### Your objective
Give again only those lines from the start of the entries through the line holding "let (user_id, username)", leaving them as they are.

***

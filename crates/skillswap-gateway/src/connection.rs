use std::sync::Arc;
use std::sync::atomic::{AtomicBool, Ordering};
use std::time::Duration;

use axum::extract::ws::{Message, WebSocket};
use futures_util::{SinkExt, StreamExt};
use tracing::{info, warn};
use uuid::Uuid;

use skillswap_types::events::{GatewayCommand, GatewayEvent};

use crate::dispatcher::Dispatcher;

/// Heartbeat interval: server sends a Ping every 15 seconds.
/// If 2 consecutive Pongs are missed (~30s), the connection is dropped.
const HEARTBEAT_INTERVAL: Duration = Duration::from_secs(15);

/// Handle a single WebSocket connection: Identify handshake with JWT,
/// Ready event, then relay targeted events until either side drops.
pub async fn handle_connection(socket: WebSocket, dispatcher: Dispatcher, jwt_secret: String) {
    let (mut sender, mut receiver) = socket.split();

    // Step 1: Wait for Identify command with JWT
    let (user_id, username) = match wait_for_identify(&mut receiver, &jwt_secret).await {
        Some(id) => id,
        None => {
            warn!("WebSocket client failed to identify, closing");
            return;
        }
    };

    info!("{} ({}) connected to gateway", username, user_id);

    // Step 2: Send Ready event
    let ready = GatewayEvent::Ready {
        user_id,
        username: username.clone(),
    };
    let Ok(ready_json) = serde_json::to_string(&ready) else {
        return;
    };
    if sender.send(Message::Text(ready_json.into())).await.is_err() {
        return;
    }

    // Step 3: register the targeted channel and relay until disconnect
    let (conn_id, mut user_rx) = dispatcher.register_user_channel(user_id).await;

    let pong_received = Arc::new(AtomicBool::new(true));
    let pong_flag_send = pong_received.clone();
    let pong_flag_recv = pong_received.clone();

    // Forward targeted events -> client, with heartbeat
    let mut send_task = tokio::spawn(async move {
        let mut heartbeat = tokio::time::interval(HEARTBEAT_INTERVAL);
        heartbeat.tick().await;
        let mut missed_heartbeats: u8 = 0;

        loop {
            tokio::select! {
                result = user_rx.recv() => {
                    let event = match result {
                        Some(event) => event,
                        None => break,
                    };
                    let text = match serde_json::to_string(&event) {
                        Ok(text) => text,
                        Err(e) => {
                            warn!("failed to serialize gateway event: {}", e);
                            continue;
                        }
                    };
                    if sender.send(Message::Text(text.into())).await.is_err() {
                        break;
                    }
                }
                _ = heartbeat.tick() => {
                    if pong_flag_send.swap(false, Ordering::Acquire) {
                        missed_heartbeats = 0;
                    } else {
                        missed_heartbeats += 1;
                        if missed_heartbeats >= 2 {
                            warn!("Heartbeat timeout (missed {} pongs), dropping connection", missed_heartbeats);
                            break;
                        }
                    }
                    if sender.send(Message::Ping(vec![].into())).await.is_err() {
                        break;
                    }
                }
            }
        }
    });

    // Drain the client side: clients only send Identify (already handled)
    // plus transport frames, so this mostly tracks pongs and close.
    let username_recv = username.clone();
    let mut recv_task = tokio::spawn(async move {
        while let Some(Ok(msg)) = receiver.next().await {
            match msg {
                Message::Text(text) => {
                    if serde_json::from_str::<GatewayCommand>(&text).is_err() {
                        warn!(
                            "{} bad gateway command -- raw: {}",
                            username_recv,
                            &text[..text.len().min(200)]
                        );
                    }
                }
                Message::Pong(_) => {
                    pong_flag_recv.store(true, Ordering::Release);
                }
                Message::Close(_) => break,
                _ => {}
            }
        }
    });

    // Wait for either task to finish
    tokio::select! {
        _ = &mut send_task => recv_task.abort(),
        _ = &mut recv_task => send_task.abort(),
    }

    dispatcher.unregister_user_channel(user_id, conn_id).await;
    info!("{} ({}) disconnected from gateway", username, user_id);
}

async fn wait_for_identify(
    receiver: &mut futures_util::stream::SplitStream<WebSocket>,
    jwt_secret: &str,
) -> Option<(Uuid, String)> {
    use jsonwebtoken::{DecodingKey, Validation, decode};
    use skillswap_types::api::Claims;

    let timeout = tokio::time::timeout(Duration::from_secs(10), async {
        while let Some(Ok(msg)) = receiver.next().await {
            if let Message::Text(text) = msg {
                if let Ok(GatewayCommand::Identify { token }) =
                    serde_json::from_str::<GatewayCommand>(&text)
                {
                    let token_data = decode::<Claims>(
                        &token,
                        &DecodingKey::from_secret(jwt_secret.as_bytes()),
                        &Validation::default(),
                    )
                    .ok()?;

                    return Some((token_data.claims.sub, token_data.claims.username));
                }
            }
        }
        None
    });

    timeout.await.ok().flatten()
}
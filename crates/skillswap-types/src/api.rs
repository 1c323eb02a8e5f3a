use serde::{Deserialize, Serialize};
use uuid::Uuid;

use crate::models::{CreditEntry, SkillKind};

// -- JWT Claims --

/// JWT claims shared between skillswap-api (REST middleware) and
/// skillswap-gateway (WebSocket Identify). Canonical definition lives here
/// to eliminate duplication.
#[derive(Debug, Clone, Serialize, Deserialize)]
pub struct Claims {
    pub sub: Uuid,
    pub username: String,
    pub role: String,
    pub exp: usize,
}

// -- Auth --

#[derive(Debug, Deserialize)]
#[serde(deny_unknown_fields)]
pub struct RegisterRequest {
    pub username: String,
    pub email: String,
    pub password: String,
}

#[derive(Debug, Serialize)]
pub struct RegisterResponse {
    pub user_id: Uuid,
    /// Verification is pending until the emailed code is confirmed.
    pub verification_required: bool,
}

#[derive(Debug, Deserialize)]
#[serde(deny_unknown_fields)]
pub struct VerifyEmailRequest {
    pub email: String,
    pub code: String,
}

#[derive(Debug, Deserialize)]
#[serde(deny_unknown_fields)]
pub struct LoginRequest {
    pub username: String,
    pub password: String,
}

#[derive(Debug, Serialize)]
pub struct LoginResponse {
    pub user_id: Uuid,
    pub username: String,
    pub token: String,
}

#[derive(Debug, Deserialize)]
#[serde(deny_unknown_fields)]
pub struct ForgotPasswordRequest {
    pub email: String,
}

#[derive(Debug, Deserialize)]
#[serde(deny_unknown_fields)]
pub struct ResetPasswordRequest {
    pub email: String,
    pub code: String,
    pub new_password: String,
}

#[derive(Debug, Deserialize)]
#[serde(deny_unknown_fields)]
pub struct ChangeEmailRequest {
    pub new_email: String,
}

#[derive(Debug, Deserialize)]
#[serde(deny_unknown_fields)]
pub struct ConfirmEmailChangeRequest {
    pub code: String,
}

// -- Users --

#[derive(Debug, Deserialize)]
#[serde(deny_unknown_fields)]
pub struct UpdateProfileRequest {
    pub bio: Option<String>,
    pub location: Option<String>,
    pub avatar_url: Option<String>,
}

// -- Skills --

#[derive(Debug, Deserialize)]
#[serde(deny_unknown_fields)]
pub struct CreateSkillRequest {
    pub title: String,
    pub description: String,
    pub category: String,
    pub kind: SkillKind,
    pub location: Option<String>,
}

#[derive(Debug, Deserialize)]
#[serde(deny_unknown_fields)]
pub struct UpdateSkillRequest {
    pub title: Option<String>,
    pub description: Option<String>,
    pub category: Option<String>,
    pub location: Option<String>,
}

#[derive(Debug, Default, Deserialize)]
pub struct SkillFilter {
    pub keyword: Option<String>,
    pub category: Option<String>,
    pub kind: Option<SkillKind>,
    pub owner: Option<Uuid>,
    pub lat: Option<f64>,
    pub lon: Option<f64>,
    pub radius_km: Option<f64>,
    pub limit: Option<u32>,
}

#[derive(Debug, Serialize)]
pub struct MatchedSkill {
    #[serde(flatten)]
    pub skill: crate::models::Skill,
    pub score: i64,
}

#[derive(Debug, Deserialize)]
#[serde(deny_unknown_fields)]
pub struct SuggestDescriptionRequest {
    pub title: String,
    pub category: String,
}

#[derive(Debug, Serialize)]
pub struct SuggestDescriptionResponse {
    pub description: String,
}

#[derive(Debug, Clone, Serialize, Deserialize)]
pub struct TutorialVideo {
    pub title: String,
    pub url: String,
    pub channel: Option<String>,
}

// -- Chat requests --

#[derive(Debug, Deserialize)]
#[serde(deny_unknown_fields)]
pub struct SendChatRequest {
    pub receiver_id: Uuid,
}

// -- Messaging --

#[derive(Debug, Deserialize)]
#[serde(deny_unknown_fields)]
pub struct SendMessageRequest {
    pub receiver_id: Uuid,
    pub body: String,
}

#[derive(Debug, Deserialize)]
pub struct MessagePage {
    pub limit: Option<u32>,
    /// Cursor: pass the `created_at` of the oldest message from the
    /// previous page to fetch older messages.
    pub before: Option<String>,
}

// -- Proposals --

#[derive(Debug, Deserialize)]
#[serde(deny_unknown_fields)]
pub struct CreateProposalRequest {
    pub receiver_id: Uuid,
    pub offered_skill_id: Uuid,
    pub requested_skill_id: Uuid,
    #[serde(default)]
    pub credits: i64,
    pub note: Option<String>,
}

// -- Reputation / rewards --

#[derive(Debug, Deserialize)]
#[serde(deny_unknown_fields)]
pub struct RateRequest {
    pub proposal_id: Uuid,
    pub stars: u8,
    pub comment: Option<String>,
}

#[derive(Debug, Serialize)]
pub struct ReputationResponse {
    pub user_id: Uuid,
    pub rating: Option<f64>,
    pub rating_count: u32,
}

#[derive(Debug, Serialize)]
pub struct CreditsResponse {
    pub balance: i64,
    pub ledger: Vec<CreditEntry>,
}

// -- Reports --

#[derive(Debug, Deserialize)]
#[serde(deny_unknown_fields)]
pub struct CreateReportRequest {
    pub reported_user_id: Uuid,
    pub skill_id: Option<Uuid>,
    pub conversation_id: Option<Uuid>,
    pub reason: String,
}

// -- Push --

#[derive(Debug, Deserialize)]
#[serde(deny_unknown_fields)]
pub struct PushTokenRequest {
    pub token: String,
    pub platform: String,
}
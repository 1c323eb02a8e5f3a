//! Tag derivation: a term-frequency pass over title + description. Tags
//! are extracted once at create/update time and stored on the skill; they
//! are never re-derived on read.

use std::collections::HashMap;

const MAX_TAGS: usize = 8;
const MIN_TOKEN_LEN: usize = 3;

const STOPWORDS: &[&str] = &[
    "about", "after", "all", "also", "and", "any", "are", "been", "but",
    "can", "could", "for", "from", "get", "had", "has", "have", "her",
    "his", "how", "into", "its", "just", "like", "more", "most", "not",
    "one", "other", "our", "out", "over", "she", "some", "than", "that",
    "the", "their", "them", "then", "there", "they", "this", "very",
    "was", "were", "what", "when", "where", "which", "while", "who",
    "will", "with", "would", "you", "your",
];

/// Extract up to MAX_TAGS tags, most frequent first; ties resolve to the
/// term seen first. Deterministic so the matcher tests can rely on it.
pub fn extract_tags(title: &str, description: &str) -> Vec<String> {
    let mut counts: HashMap<String, (usize, usize)> = HashMap::new(); // term -> (count, first_seen)
    let mut position = 0usize;

    for source in [title, description] {
        for token in source.split(|c: char| !c.is_alphanumeric()) {
            let token = token.to_lowercase();
            if token.len() < MIN_TOKEN_LEN || token.chars().all(|c| c.is_ascii_digit()) {
                continue;
            }
            if STOPWORDS.binary_search(&token.as_str()).is_ok() {
                continue;
            }
            let entry = counts.entry(token).or_insert((0, position));
            entry.0 += 1;
            position += 1;
        }
    }

    let mut terms: Vec<(String, (usize, usize))> = counts.into_iter().collect();
    terms.sort_by(|(_, (count_a, seen_a)), (_, (count_b, seen_b))| {
        count_b.cmp(count_a).then(seen_a.cmp(seen_b))
    });
    terms.into_iter().take(MAX_TAGS).map(|(t, _)| t).collect()
}

#[cfg(test)]
mod tests {
    use super::*;

    #[test]
    fn stopwords_are_sorted_for_binary_search() {
        let mut sorted = STOPWORDS.to_vec();
        sorted.sort_unstable();
        assert_eq!(sorted, STOPWORDS);
    }

    #[test]
    fn frequency_wins_then_first_seen() {
        let tags = extract_tags(
            "Sourdough baking",
            "Baking bread at home. Sourdough starters, bread shaping, bread scoring.",
        );
        // "bread" appears three times, "sourdough" and "baking" twice each
        // with "sourdough" seen first.
        assert_eq!(tags[0], "bread");
        assert_eq!(tags[1], "sourdough");
        assert_eq!(tags[2], "baking");
    }

    #[test]
    fn stopwords_and_short_tokens_dropped() {
        let tags = extract_tags("How to be a DJ", "You will learn the art of the mix");
        assert!(!tags.contains(&"the".to_string()));
        assert!(!tags.contains(&"dj".to_string())); // under the length floor
        assert!(tags.contains(&"learn".to_string()));
    }

    #[test]
    fn caps_at_eight_tags() {
        let description = "alpha bravo charlie delta echo foxtrot golf hotel india juliett kilo";
        let tags = extract_tags("phonetic alphabet practice", description);
        assert_eq!(tags.len(), 8);
    }

    #[test]
    fn empty_input_gives_no_tags() {
        assert!(extract_tags("", "").is_empty());
    }
}
use axum::{
    Extension, Json,
    extract::{Path, State},
    http::StatusCode,
    response::IntoResponse,
};
use uuid::Uuid;

use skillswap_types::api::{Claims, SendChatRequest};
use skillswap_types::models::ChatRequestStatus;

use crate::error::{ApiError, ApiResult};
use crate::notify;
use crate::state::AppState;
use crate::view;

pub async fn send(
    State(state): State<AppState>,
    Extension(claims): Extension<Claims>,
    Json(req): Json<SendChatRequest>,
) -> ApiResult<impl IntoResponse> {
    if req.receiver_id == claims.sub {
        return Err(ApiError::BadRequest("cannot send a chat request to yourself".into()));
    }

    let receiver_id = req.receiver_id.to_string();
    let sender_id = claims.sub.to_string();

    state
        .db
        .get_user_by_id(&receiver_id)?
        .ok_or(ApiError::NotFound)?;

    // One live request per pair, regardless of direction.
    if state.db.live_request_between(&sender_id, &receiver_id)?.is_some() {
        return Err(ApiError::Conflict(
            "a chat request between you already exists".into(),
        ));
    }

    let request_id = Uuid::new_v4();
    state
        .db
        .create_chat_request(&request_id.to_string(), &sender_id, &receiver_id)?;

    notify::notify_user(
        &state,
        req.receiver_id,
        "chat_request",
        &format!("{} wants to chat with you", claims.username),
    )
    .await;

    let row = state
        .db
        .get_chat_request(&request_id.to_string())?
        .ok_or_else(|| ApiError::Internal(anyhow::anyhow!("chat request vanished after insert")))?;

    Ok((StatusCode::CREATED, Json(view::chat_request(row))))
}

pub async fn accept(
    State(state): State<AppState>,
    Extension(claims): Extension<Claims>,
    Path(request_id): Path<Uuid>,
) -> ApiResult<impl IntoResponse> {
    respond(state, claims, request_id, ChatRequestStatus::Accepted).await
}

pub async fn reject(
    State(state): State<AppState>,
    Extension(claims): Extension<Claims>,
    Path(request_id): Path<Uuid>,
) -> ApiResult<impl IntoResponse> {
    respond(state, claims, request_id, ChatRequestStatus::Rejected).await
}

/// Only the receiver of a pending request may resolve it.
async fn respond(
    state: AppState,
    claims: Claims,
    request_id: Uuid,
    status: ChatRequestStatus,
) -> ApiResult<impl IntoResponse> {
    let row = state
        .db
        .get_chat_request(&request_id.to_string())?
        .ok_or(ApiError::NotFound)?;

    if row.receiver_id != claims.sub.to_string() {
        return Err(ApiError::Forbidden("not your chat request".into()));
    }
    if row.status != "pending" {
        return Err(ApiError::Conflict("chat request already resolved".into()));
    }

    state
        .db
        .set_chat_request_status(&request_id.to_string(), status.as_str())?;

    if status == ChatRequestStatus::Accepted {
        notify::notify_user(
            &state,
            view::uid(&row.sender_id),
            "chat_request_accepted",
            &format!("{} accepted your chat request", claims.username),
        )
        .await;
    }

    let row = state
        .db
        .get_chat_request(&request_id.to_string())?
        .ok_or(ApiError::NotFound)?;

    Ok(Json(view::chat_request(row)))
}

pub async fn list(
    State(state): State<AppState>,
    Extension(claims): Extension<Claims>,
) -> ApiResult<impl IntoResponse> {
    let rows = state.db.list_chat_requests_for(&claims.sub.to_string())?;
    let requests: Vec<_> = rows.into_iter().map(view::chat_request).collect();
    Ok(Json(requests))
}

***

### Answer to this task
filename crates/skillswap-gateway/src/connection.rs
use std::sync::Arc;
use std::sync::atomic::{AtomicBool, Ordering};
use std::time::Duration;

use axum::extract::ws::{Message, WebSocket};
use futures_util::{SinkExt, StreamExt};
use tracing::{info, warn};
use uuid::Uuid;

use skillswap_types::events::{GatewayCommand, GatewayEvent};

use crate::dispatcher::Dispatcher;

/// Heartbeat interval: server sends a Ping every 15 seconds.
/// If 2 consecutive Pongs are missed (~30s), the connection is dropped.
const HEARTBEAT_INTERVAL: Duration = Duration::from_secs(15);

/// Handle a single WebSocket connection: Identify handshake with JWT,
/// Ready event, then relay targeted events until either side drops.
pub async fn handle_connection(socket: WebSocket, dispatcher: Dispatcher, jwt_secret: String) {
    let (mut sender, mut receiver) = socket.split();

    // Step 1: Wait for Identify command with JWT
    let (user_id, username) = match wait_for_identify(&mut receiver, &jwt_secret).await {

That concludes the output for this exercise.